== Exercise goal ==
From the listing below, how many lines hold the word "Debug"? Write only the number.

**** Input data ****

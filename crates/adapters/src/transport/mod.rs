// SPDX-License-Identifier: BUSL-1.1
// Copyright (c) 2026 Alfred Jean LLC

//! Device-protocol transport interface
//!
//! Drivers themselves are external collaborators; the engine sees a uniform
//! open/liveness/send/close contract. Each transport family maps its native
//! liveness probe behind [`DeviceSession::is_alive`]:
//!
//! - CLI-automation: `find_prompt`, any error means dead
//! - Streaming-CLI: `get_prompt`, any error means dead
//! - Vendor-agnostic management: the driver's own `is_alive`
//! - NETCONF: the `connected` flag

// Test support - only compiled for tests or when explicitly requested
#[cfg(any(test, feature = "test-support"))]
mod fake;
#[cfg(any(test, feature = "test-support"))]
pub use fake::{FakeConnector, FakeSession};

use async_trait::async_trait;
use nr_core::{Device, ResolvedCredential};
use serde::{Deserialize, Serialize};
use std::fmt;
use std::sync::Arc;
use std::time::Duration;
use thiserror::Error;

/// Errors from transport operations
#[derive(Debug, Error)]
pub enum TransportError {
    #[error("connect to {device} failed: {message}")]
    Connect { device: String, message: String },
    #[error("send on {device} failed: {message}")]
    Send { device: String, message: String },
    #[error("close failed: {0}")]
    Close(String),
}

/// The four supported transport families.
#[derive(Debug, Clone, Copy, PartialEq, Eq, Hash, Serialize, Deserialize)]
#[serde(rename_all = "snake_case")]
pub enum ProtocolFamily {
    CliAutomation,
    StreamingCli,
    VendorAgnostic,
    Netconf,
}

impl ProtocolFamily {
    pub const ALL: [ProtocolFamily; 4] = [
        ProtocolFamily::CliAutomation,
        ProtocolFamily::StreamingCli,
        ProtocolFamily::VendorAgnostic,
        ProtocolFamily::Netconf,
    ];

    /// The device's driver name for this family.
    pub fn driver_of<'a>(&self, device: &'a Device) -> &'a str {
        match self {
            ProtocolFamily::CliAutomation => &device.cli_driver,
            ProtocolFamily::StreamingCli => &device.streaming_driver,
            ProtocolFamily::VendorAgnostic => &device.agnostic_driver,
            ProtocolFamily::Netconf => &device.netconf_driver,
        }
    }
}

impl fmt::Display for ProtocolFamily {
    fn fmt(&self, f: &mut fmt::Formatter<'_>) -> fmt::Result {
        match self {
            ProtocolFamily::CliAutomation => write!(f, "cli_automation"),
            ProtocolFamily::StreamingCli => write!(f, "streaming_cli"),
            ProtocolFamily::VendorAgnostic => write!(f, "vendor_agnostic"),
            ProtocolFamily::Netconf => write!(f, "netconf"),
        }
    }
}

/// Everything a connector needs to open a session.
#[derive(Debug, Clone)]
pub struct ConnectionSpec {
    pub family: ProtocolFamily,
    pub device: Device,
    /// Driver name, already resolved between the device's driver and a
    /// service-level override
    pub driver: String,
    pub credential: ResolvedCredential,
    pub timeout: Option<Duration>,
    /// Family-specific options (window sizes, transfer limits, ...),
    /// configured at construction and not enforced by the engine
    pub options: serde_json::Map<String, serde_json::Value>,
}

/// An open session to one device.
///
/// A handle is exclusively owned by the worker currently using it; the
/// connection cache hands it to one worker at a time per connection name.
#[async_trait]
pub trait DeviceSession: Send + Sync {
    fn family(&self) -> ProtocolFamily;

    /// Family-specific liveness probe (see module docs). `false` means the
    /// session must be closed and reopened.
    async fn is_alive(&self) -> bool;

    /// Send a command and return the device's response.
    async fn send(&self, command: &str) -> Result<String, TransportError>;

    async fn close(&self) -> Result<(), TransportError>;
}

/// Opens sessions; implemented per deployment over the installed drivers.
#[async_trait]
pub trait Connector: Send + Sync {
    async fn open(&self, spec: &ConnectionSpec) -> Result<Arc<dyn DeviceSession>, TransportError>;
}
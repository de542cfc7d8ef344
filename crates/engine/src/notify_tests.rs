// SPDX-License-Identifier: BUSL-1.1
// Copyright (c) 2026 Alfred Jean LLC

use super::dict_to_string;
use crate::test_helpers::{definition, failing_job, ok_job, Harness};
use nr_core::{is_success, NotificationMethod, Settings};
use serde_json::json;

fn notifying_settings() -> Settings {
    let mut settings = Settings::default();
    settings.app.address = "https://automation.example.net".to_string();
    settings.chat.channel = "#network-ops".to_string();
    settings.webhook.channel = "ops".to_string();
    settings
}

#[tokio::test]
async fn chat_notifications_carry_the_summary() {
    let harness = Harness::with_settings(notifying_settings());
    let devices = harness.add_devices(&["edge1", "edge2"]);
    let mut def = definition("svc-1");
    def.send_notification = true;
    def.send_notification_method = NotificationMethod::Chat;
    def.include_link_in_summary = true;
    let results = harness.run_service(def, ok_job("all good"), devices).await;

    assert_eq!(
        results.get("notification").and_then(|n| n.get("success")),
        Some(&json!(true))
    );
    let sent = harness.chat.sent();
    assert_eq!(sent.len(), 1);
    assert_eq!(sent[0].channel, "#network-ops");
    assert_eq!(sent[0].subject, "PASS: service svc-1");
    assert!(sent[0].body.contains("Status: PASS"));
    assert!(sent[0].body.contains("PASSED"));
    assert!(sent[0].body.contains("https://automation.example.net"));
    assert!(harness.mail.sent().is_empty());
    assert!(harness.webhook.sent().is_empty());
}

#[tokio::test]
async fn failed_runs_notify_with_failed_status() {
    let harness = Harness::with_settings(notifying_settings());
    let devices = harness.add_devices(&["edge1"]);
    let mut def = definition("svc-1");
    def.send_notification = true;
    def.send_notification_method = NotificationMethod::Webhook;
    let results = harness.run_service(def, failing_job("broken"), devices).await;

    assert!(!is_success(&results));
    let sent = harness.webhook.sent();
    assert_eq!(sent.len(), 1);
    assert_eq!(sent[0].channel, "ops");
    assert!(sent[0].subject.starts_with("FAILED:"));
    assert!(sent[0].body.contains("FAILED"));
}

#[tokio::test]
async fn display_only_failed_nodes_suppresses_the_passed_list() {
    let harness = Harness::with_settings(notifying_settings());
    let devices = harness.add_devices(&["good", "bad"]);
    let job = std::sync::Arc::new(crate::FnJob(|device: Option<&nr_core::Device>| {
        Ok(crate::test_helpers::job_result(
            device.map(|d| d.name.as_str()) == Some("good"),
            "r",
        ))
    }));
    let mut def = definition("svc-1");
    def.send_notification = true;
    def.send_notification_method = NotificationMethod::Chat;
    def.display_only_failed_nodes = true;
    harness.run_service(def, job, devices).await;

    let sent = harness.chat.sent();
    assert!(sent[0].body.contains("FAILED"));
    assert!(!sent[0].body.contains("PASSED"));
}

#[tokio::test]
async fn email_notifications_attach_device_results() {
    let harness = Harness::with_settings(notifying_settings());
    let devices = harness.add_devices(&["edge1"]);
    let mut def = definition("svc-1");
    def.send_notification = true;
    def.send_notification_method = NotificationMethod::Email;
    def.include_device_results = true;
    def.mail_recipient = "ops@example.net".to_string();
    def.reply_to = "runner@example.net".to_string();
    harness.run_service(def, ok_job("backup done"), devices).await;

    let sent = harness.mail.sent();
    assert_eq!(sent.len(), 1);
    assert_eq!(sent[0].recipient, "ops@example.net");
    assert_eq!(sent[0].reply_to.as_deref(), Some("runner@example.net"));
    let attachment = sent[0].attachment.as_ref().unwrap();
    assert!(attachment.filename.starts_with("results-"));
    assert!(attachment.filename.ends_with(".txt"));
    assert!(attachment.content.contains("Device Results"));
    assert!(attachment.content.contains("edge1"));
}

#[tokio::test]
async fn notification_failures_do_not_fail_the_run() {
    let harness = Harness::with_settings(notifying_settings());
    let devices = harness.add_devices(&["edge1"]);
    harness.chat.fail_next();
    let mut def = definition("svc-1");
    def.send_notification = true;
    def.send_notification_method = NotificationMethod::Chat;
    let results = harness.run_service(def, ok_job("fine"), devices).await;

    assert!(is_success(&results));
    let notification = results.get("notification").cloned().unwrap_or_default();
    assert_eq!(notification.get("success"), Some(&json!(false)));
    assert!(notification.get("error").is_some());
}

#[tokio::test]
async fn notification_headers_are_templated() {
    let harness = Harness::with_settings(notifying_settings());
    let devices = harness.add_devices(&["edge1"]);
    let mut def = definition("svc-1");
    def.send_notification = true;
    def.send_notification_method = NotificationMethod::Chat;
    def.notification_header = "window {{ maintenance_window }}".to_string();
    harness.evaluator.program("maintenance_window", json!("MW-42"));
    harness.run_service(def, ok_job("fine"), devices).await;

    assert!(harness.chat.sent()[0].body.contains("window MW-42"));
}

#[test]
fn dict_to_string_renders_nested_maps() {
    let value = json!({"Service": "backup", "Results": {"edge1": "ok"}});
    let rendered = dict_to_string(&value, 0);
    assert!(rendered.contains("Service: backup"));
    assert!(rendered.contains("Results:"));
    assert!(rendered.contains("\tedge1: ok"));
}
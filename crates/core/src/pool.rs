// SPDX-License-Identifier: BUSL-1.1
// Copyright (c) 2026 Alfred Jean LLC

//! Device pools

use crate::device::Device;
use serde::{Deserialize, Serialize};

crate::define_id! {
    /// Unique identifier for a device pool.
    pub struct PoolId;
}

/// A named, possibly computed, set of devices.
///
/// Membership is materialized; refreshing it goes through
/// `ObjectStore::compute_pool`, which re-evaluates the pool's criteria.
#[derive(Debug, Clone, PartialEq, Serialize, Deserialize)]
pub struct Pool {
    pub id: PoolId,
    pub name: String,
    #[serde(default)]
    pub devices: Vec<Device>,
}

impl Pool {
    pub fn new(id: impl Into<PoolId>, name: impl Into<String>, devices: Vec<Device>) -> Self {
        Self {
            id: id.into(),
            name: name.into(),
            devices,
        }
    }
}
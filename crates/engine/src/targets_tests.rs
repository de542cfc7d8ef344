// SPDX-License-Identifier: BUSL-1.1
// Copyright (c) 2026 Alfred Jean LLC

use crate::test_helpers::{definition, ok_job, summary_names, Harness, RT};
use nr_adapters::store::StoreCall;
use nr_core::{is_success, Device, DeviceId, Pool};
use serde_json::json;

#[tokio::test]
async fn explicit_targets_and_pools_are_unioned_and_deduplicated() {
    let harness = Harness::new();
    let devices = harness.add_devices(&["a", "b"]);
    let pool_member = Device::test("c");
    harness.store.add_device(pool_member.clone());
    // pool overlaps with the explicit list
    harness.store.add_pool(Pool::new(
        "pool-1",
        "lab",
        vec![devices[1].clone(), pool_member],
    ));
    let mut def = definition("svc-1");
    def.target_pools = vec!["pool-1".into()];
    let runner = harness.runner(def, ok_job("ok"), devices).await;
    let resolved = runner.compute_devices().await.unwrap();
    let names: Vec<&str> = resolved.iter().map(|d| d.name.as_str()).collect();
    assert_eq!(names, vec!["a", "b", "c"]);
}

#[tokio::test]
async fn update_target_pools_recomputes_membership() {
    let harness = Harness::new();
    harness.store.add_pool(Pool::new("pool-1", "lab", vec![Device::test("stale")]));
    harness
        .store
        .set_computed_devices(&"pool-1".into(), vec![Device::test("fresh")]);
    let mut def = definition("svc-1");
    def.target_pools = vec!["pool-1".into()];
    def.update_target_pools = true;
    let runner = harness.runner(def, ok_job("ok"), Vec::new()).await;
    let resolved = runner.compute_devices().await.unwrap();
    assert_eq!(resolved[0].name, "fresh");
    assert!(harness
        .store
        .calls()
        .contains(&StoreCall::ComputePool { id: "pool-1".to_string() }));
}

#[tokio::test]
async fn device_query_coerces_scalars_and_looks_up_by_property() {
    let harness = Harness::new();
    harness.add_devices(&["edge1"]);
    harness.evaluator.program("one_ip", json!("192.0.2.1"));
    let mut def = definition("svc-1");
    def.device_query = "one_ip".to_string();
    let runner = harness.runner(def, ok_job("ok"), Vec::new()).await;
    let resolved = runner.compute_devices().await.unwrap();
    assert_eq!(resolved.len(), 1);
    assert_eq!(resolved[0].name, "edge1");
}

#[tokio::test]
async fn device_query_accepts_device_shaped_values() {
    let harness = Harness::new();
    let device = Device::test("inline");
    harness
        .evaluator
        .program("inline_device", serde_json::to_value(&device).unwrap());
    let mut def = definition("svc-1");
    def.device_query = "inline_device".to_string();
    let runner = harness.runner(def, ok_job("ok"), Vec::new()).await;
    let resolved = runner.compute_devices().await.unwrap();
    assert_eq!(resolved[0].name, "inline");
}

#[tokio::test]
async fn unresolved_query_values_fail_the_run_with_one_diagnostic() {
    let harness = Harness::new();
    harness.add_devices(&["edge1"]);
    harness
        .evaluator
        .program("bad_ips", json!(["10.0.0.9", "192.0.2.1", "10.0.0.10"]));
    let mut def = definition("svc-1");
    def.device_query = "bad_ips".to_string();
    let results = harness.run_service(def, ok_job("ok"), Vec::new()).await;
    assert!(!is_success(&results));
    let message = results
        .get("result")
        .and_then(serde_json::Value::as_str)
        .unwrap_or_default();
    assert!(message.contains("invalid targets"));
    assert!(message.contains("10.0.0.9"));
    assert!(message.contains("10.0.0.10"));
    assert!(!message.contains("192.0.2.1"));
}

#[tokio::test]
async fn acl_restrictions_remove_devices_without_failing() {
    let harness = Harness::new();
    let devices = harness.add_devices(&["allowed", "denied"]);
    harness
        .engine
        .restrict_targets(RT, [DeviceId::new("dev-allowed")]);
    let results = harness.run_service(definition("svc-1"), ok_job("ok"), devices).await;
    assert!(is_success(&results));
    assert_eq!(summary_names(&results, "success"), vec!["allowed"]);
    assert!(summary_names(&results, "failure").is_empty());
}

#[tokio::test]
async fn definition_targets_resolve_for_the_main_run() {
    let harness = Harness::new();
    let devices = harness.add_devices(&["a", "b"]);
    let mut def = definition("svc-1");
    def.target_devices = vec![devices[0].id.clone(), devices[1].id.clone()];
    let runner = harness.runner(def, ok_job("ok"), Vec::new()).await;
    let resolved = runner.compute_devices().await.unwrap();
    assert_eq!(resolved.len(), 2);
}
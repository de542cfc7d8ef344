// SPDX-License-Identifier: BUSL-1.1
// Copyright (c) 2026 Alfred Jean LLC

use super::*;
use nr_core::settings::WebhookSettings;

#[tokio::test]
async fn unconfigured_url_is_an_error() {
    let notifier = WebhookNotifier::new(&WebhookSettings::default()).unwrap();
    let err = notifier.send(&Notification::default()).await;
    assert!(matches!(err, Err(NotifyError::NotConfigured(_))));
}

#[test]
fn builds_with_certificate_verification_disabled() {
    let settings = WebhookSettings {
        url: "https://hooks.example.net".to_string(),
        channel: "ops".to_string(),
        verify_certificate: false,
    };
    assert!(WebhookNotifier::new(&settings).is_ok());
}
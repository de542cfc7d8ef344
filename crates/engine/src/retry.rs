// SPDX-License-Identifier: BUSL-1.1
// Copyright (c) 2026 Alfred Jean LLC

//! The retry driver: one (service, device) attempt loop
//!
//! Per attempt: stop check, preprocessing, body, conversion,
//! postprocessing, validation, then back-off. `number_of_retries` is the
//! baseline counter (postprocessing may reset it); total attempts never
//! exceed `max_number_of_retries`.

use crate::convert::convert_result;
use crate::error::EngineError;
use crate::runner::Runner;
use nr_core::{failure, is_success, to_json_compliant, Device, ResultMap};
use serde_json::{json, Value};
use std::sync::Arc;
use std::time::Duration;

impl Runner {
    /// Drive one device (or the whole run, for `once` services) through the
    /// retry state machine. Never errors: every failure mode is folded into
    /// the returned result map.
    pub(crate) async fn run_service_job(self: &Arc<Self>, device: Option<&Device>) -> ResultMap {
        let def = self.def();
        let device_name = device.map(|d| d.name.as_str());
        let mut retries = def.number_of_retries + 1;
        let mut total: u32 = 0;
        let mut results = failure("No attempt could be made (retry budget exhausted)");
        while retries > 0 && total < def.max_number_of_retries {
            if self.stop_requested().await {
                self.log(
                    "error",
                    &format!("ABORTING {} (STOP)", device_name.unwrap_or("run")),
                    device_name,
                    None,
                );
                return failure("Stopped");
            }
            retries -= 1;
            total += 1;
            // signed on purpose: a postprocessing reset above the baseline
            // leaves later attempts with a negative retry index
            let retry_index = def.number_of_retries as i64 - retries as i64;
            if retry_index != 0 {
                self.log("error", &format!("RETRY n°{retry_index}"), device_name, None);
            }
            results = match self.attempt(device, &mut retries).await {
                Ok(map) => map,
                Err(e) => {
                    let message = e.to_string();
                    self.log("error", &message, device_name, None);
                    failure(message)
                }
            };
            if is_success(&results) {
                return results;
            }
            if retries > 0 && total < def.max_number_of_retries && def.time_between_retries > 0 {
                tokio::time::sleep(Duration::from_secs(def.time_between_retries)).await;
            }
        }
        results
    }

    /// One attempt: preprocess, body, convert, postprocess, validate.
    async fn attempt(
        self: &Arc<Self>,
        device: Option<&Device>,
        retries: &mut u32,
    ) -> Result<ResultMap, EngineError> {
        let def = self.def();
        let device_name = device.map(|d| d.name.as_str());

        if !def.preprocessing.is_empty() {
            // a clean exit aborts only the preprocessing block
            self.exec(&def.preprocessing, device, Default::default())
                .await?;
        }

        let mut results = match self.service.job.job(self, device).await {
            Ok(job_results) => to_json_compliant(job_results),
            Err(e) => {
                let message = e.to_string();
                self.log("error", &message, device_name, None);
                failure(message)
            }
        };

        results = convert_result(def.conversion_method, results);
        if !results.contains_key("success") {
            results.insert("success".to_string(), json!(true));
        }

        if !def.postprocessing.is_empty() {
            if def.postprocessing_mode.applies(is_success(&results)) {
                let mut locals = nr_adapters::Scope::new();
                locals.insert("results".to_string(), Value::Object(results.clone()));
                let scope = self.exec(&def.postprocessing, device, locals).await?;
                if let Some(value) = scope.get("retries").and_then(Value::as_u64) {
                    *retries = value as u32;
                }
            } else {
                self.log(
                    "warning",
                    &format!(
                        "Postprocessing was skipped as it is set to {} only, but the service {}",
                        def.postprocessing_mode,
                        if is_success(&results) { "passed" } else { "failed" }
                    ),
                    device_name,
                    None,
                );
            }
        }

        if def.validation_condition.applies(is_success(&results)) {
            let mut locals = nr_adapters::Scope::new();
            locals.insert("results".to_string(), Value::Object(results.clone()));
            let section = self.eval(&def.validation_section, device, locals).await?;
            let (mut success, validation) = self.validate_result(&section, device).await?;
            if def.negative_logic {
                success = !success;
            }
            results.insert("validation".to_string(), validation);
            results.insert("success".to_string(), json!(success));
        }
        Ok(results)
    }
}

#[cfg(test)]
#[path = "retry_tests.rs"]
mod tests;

****

== Output for this exercise ==
4